▶ [Assigned task]: Go through the listing and copy every line word for word.

--- Data for this task Enclosed Below ---

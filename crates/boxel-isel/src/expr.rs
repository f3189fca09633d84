//! Expression lowering.
//!
//! Every expression produces a boxed value. Operands are always lowered
//! left to right before their parent, even when the parent itself has no
//! lowering and ends up as a placeholder.

use boxel_core::lir::{LirConstant, LirValue, Ty};
use boxel_core::mir::{Expr, ExprKind};

use crate::catalog::HelperRef;
use crate::driver::FunctionLowering;
use crate::error::Result;
use crate::temps::TempStorage;
use crate::unsupported::UnsupportedKind;

/// Result of lowering one expression node.
#[derive(Debug, Clone, PartialEq)]
pub enum Lowered {
    Value(LirValue),
    /// No lowering exists for this node; the caller decides on a placeholder.
    Unsupported(ExprKind),
}

impl FunctionLowering<'_, '_> {
    pub(crate) fn lower_expr(&mut self, expr: &Expr) -> Result<Lowered> {
        let catalog = self.session.catalog;
        let ctx = self.context.clone();

        let lowered = match expr {
            Expr::Constant(number) => {
                let number = LirValue::Constant(LirConstant::Float(*number, catalog.number.clone()));
                self.box_result(&catalog.init_number, |out| vec![out, number])?
            }
            Expr::StringLiteral(text) => {
                let bytes = self.session.intern_string(text);
                self.box_result(&catalog.init_string, |out| vec![ctx, out, bytes])?
            }
            Expr::Temporary(temp) => match self.storage_for(*temp)? {
                TempStorage::Slot(address) => Lowered::Value(self.builder.load(address)?),
                TempStorage::Argument(value) => Lowered::Value(value),
            },
            Expr::Name(name) => match &catalog.get_name {
                Some(helper) => {
                    let bytes = self.session.intern_string(name);
                    self.box_result(helper, |out| vec![ctx, out, bytes])?
                }
                None => Lowered::Unsupported(ExprKind::Name),
            },
            Expr::Closure(_) => Lowered::Unsupported(ExprKind::Closure),
            Expr::UnaryOp(op, operand) => {
                let operand = self.lower_value(operand)?;
                match &catalog.unary_op {
                    Some(helper) => {
                        let code = op_code(op.op_code());
                        self.box_result(helper, |out| vec![ctx, out, code, operand])?
                    }
                    None => Lowered::Unsupported(ExprKind::UnaryOp),
                }
            }
            Expr::BinaryOp(op, left, right) => {
                let left = self.lower_value(left)?;
                let right = self.lower_value(right)?;
                match &catalog.binary_op {
                    Some(helper) => {
                        let code = op_code(op.op_code());
                        self.box_result(helper, |out| vec![ctx, out, code, left, right])?
                    }
                    None => Lowered::Unsupported(ExprKind::BinaryOp),
                }
            }
            Expr::Call { callee, args } => {
                self.lower_operands(callee, args)?;
                Lowered::Unsupported(ExprKind::Call)
            }
            Expr::New { callee, args } => {
                self.lower_operands(callee, args)?;
                Lowered::Unsupported(ExprKind::New)
            }
            Expr::Subscript { base, index } => {
                let base = self.lower_value(base)?;
                let index = self.lower_value(index)?;
                match &catalog.get_element {
                    Some(helper) => self.box_result(helper, |out| vec![ctx, out, base, index])?,
                    None => Lowered::Unsupported(ExprKind::Subscript),
                }
            }
            Expr::Member { base, name } => {
                let base = self.lower_value(base)?;
                match &catalog.get_member {
                    Some(helper) => {
                        let bytes = self.session.intern_string(name);
                        self.box_result(helper, |out| vec![ctx, out, base, bytes])?
                    }
                    None => Lowered::Unsupported(ExprKind::Member),
                }
            }
        };
        Ok(lowered)
    }

    /// Lower `expr`, substituting the zero value for an unsupported node.
    pub(crate) fn lower_value(&mut self, expr: &Expr) -> Result<LirValue> {
        match self.lower_expr(expr)? {
            Lowered::Value(value) => Ok(value),
            Lowered::Unsupported(kind) => {
                self.report_unsupported(UnsupportedKind::Expr(kind));
                Ok(LirValue::Constant(LirConstant::ZeroInit(
                    self.session.catalog.value.clone(),
                )))
            }
        }
    }

    /// Lower a branch condition. Only values that are already `i1` are used;
    /// anything else becomes `false`.
    pub(crate) fn lower_condition(&mut self, expr: &Expr) -> Result<LirValue> {
        let value = self.lower_value(expr)?;
        if self
            .builder
            .value_type(&value)
            .is_some_and(|ty| ty.is_bool())
        {
            return Ok(value);
        }
        self.report_unsupported(UnsupportedKind::NonBooleanCondition);
        Ok(LirValue::Constant(LirConstant::Bool(false)))
    }

    fn lower_operands(&mut self, callee: &Expr, args: &[Expr]) -> Result<()> {
        self.lower_value(callee)?;
        for arg in args {
            self.lower_value(arg)?;
        }
        Ok(())
    }

    /// Call a helper that writes its boxed result through an out pointer to
    /// fresh storage, then load the result.
    fn box_result(
        &mut self,
        helper: &HelperRef,
        args: impl FnOnce(LirValue) -> Vec<LirValue>,
    ) -> Result<Lowered> {
        let out = self.builder.alloca(&self.session.catalog.value)?;
        self.builder.call(helper, args(out.clone()))?;
        Ok(Lowered::Value(self.builder.load(out)?))
    }
}

fn op_code(code: i64) -> LirValue {
    LirValue::Constant(LirConstant::Int(code, Ty::I32))
}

--- End of Enclosed Data for this task ---

▶ [Written response]:
filename crates/boxel-isel/src/expr.rs
repository f3189fca09633d84
//! Expression lowering.
//!
//! Every expression produces a boxed value. Operands are always lowered
//! left to right before their parent, even when the parent itself has no
//! lowering and ends up as a placeholder.

use boxel_core::lir::{LirConstant, LirValue, Ty};
use boxel_core::mir::{Expr, ExprKind};

use crate::catalog::HelperRef;
use crate::driver::FunctionLowering;
use crate::error::Result;
use crate::temps::TempStorage;
use crate::unsupported::UnsupportedKind;

/// Result of lowering one expression node.
#[derive(Debug, Clone, PartialEq)]
pub enum Lowered {
    Value(LirValue),
    /// No lowering exists for this node; the caller decides on a placeholder.
    Unsupported(ExprKind),
}

impl FunctionLowering<'_, '_> {
    pub(crate) fn lower_expr(&mut self, expr: &Expr) -> Result<Lowered> {
        let catalog = self.session.catalog;
        let ctx = self.context.clone();

        let lowered = match expr {
            Expr::Constant(number) => {
                let number = LirValue::Constant(LirConstant::Float(*number, catalog.number.clone()));
                self.box_result(&catalog.init_number, |out| vec![out, number])?
            }
            Expr::StringLiteral(text) => {
                let bytes = self.session.intern_string(text);
                self.box_result(&catalog.init_string, |out| vec![ctx, out, bytes])?
            }
            Expr::Temporary(temp) => match self.storage_for(*temp)? {
                TempStorage::Slot(address) => Lowered::Value(self.builder.load(address)?),
                TempStorage::Argument(value) => Lowered::Value(value),
            },
            Expr::Name(name) => match &catalog.get_name {
                Some(helper) => {
                    let bytes = self.session.intern_string(name);
                    self.box_result(helper, |out| vec![ctx, out, bytes])?
                }
                None => Lowered::Unsupported(ExprKind::Name),
            },
            Expr::Closure(_) => Lowered::Unsupported(ExprKind::Closure),
            Expr::UnaryOp(op, operand) => {
                let operand = self.lower_value(operand)?;
                match &catalog.unary_op {
                    Some(helper) => {
                        let code = op_code(op.op_code());
                        self.box_result(helper, |out| vec![ctx, out, code, operand])?
                    }
                    None => Lowered::Unsupported(ExprKind::UnaryOp),
                }
            }
            Expr::BinaryOp(op, left, right) => {
                let left = self.lower_value(left)?;
                let right = self.lower_value(right)?;
                match &catalog.binary_op {
                    Some(helper) => {
                        let code = op_code(op.op_code());
                        self.box_result(helper, |out| vec![ctx, out, code, left, right])?
                    }
                    None => Lowered::Unsupported(ExprKind::BinaryOp),
                }
            }
            Expr::Call { callee, args } => {
                self.lower_operands(callee, args)?;
                Lowered::Unsupported(ExprKind::Call)
            }
            Expr::New { callee, args } => {
                self.lower_operands(callee, args)?;
                Lowered::Unsupported(ExprKind::New)
            }
            Expr::Subscript { base, index } => {
                let base = self.lower_value(base)?;
                let index = self.lower_value(index)?;
                match &catalog.get_element {
                    Some(helper) => self.box_result(helper, |out| vec![ctx, out, base, index])?,
                    None => Lowered::Unsupported(ExprKind::Subscript),
                }
            }
            Expr::Member { base, name } => {
                let base = self.lower_value(base)?;
                match &catalog.get_member {
                    Some(helper) => {
                        let bytes = self.session.intern_string(name);
                        self.box_result(helper, |out| vec![ctx, out, base, bytes])?
                    }
                    None => Lowered::Unsupported(ExprKind::Member),
                }
            }
        };
        Ok(lowered)
    }

    /// Lower `expr`, substituting the zero value for an unsupported node.
    pub(crate) fn lower_value(&mut self, expr: &Expr) -> Result<LirValue> {
        match self.lower_expr(expr)? {
            Lowered::Value(value) => Ok(value),
            Lowered::Unsupported(kind) => {
                self.report_unsupported(UnsupportedKind::Expr(kind));
                Ok(LirValue::Constant(LirConstant::ZeroInit(
                    self.session.catalog.value.clone(),
                )))
            }
        }
    }

    /// Lower a branch condition. Only values that are already `i1` are used;
    /// anything else becomes `false`.
    pub(crate) fn lower_condition(&mut self, expr: &Expr) -> Result<LirValue> {
        let value = self.lower_value(expr)?;
        if self
            .builder
            .value_type(&value)
            .is_some_and(|ty| ty.is_bool())
        {
            return Ok(value);
        }
        self.report_unsupported(UnsupportedKind::NonBooleanCondition);
        Ok(LirValue::Constant(LirConstant::Bool(false)))
    }

    fn lower_operands(&mut self, callee: &Expr, args: &[Expr]) -> Result<()> {
        self.lower_value(callee)?;
        for arg in args {
            self.lower_value(arg)?;
        }
        Ok(())
    }

    /// Call a helper that writes its boxed result through an out pointer to
    /// fresh storage, then load the result.
    fn box_result(
        &mut self,
        helper: &HelperRef,
        args: impl FnOnce(LirValue) -> Vec<LirValue>,
    ) -> Result<Lowered> {
        let out = self.builder.alloca(&self.session.catalog.value)?;
        self.builder.call(helper, args(out.clone()))?;
        Ok(Lowered::Value(self.builder.load(out)?))
    }
}

fn op_code(code: i64) -> LirValue {
    LirValue::Constant(LirConstant::Int(code, Ty::I32))
}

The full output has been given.